#### Dataset records
+++

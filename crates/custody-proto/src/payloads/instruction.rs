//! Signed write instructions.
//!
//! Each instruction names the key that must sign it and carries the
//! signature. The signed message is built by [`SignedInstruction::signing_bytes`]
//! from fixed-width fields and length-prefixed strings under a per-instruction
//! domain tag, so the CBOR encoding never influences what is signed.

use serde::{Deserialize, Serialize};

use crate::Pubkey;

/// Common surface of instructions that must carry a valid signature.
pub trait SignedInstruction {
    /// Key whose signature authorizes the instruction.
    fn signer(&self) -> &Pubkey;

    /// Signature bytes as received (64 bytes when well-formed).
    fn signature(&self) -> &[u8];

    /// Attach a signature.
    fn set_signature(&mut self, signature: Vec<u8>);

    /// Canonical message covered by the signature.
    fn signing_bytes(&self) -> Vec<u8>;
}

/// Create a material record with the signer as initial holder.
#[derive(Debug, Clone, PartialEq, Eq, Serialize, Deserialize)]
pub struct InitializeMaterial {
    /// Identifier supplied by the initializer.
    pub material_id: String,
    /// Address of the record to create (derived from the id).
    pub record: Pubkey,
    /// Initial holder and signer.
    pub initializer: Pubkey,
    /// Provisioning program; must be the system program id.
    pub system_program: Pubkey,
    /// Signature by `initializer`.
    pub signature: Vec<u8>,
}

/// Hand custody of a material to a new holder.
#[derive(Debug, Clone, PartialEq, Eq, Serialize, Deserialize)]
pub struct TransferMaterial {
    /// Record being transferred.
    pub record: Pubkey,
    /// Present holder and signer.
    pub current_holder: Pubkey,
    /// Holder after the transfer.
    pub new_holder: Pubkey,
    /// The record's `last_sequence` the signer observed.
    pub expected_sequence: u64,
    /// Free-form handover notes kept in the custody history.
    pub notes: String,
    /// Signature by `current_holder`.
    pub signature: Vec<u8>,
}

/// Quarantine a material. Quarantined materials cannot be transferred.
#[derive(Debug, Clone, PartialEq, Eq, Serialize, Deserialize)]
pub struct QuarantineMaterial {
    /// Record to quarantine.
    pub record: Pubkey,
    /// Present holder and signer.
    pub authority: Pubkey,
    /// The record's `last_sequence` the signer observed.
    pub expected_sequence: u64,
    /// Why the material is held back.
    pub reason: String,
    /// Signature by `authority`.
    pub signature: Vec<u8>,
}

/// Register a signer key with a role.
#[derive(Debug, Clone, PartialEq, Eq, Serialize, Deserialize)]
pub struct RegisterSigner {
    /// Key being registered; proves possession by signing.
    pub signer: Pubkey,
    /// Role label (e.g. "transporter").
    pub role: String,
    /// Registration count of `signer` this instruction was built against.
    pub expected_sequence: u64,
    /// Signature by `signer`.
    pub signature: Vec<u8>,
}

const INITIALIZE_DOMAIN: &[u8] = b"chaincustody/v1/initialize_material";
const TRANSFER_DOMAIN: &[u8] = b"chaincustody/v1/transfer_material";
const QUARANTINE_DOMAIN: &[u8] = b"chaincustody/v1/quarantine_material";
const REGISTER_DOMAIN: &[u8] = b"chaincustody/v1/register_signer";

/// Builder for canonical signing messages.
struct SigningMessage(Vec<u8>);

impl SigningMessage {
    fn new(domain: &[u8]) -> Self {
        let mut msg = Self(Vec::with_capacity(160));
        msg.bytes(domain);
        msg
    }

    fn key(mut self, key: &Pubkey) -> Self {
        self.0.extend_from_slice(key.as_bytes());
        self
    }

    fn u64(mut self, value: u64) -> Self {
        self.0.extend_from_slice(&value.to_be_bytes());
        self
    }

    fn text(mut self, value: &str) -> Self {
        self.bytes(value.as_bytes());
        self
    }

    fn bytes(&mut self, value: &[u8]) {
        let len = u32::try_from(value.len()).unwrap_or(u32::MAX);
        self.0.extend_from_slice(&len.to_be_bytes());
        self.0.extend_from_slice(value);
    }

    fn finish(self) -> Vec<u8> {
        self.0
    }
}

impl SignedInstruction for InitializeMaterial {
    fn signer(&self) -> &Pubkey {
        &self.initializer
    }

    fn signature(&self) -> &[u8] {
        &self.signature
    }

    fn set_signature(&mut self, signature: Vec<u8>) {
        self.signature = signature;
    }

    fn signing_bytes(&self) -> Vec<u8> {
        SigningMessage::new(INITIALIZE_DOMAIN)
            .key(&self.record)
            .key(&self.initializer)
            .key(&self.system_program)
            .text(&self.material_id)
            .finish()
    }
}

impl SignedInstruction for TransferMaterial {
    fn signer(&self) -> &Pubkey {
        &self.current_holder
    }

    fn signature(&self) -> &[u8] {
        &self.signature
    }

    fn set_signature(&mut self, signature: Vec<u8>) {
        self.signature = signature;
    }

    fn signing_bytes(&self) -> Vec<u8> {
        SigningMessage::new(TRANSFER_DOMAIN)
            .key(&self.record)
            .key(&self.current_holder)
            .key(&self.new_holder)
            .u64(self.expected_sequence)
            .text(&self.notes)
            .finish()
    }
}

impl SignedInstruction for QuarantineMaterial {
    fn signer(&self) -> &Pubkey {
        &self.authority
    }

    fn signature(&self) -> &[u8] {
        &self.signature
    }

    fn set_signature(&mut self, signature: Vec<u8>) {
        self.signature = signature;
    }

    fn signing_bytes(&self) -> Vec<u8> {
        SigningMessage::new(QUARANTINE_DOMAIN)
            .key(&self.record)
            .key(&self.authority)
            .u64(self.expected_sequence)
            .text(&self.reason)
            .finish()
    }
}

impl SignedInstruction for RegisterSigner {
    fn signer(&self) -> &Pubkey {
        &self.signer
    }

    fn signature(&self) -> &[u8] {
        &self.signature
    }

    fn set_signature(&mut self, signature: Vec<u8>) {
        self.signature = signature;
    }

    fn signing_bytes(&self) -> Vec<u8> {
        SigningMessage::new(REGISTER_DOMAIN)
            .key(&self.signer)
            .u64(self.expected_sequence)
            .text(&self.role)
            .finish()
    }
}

+++

#### What the task asks
When a line in the data contains "chaincustody", return it as written.

#### Output of the exercise
const INITIALIZE_DOMAIN: &[u8] = b"chaincustody/v1/initialize_material";
const TRANSFER_DOMAIN: &[u8] = b"chaincustody/v1/transfer_material";
const QUARANTINE_DOMAIN: &[u8] = b"chaincustody/v1/quarantine_material";
const REGISTER_DOMAIN: &[u8] = b"chaincustody/v1/register_signer";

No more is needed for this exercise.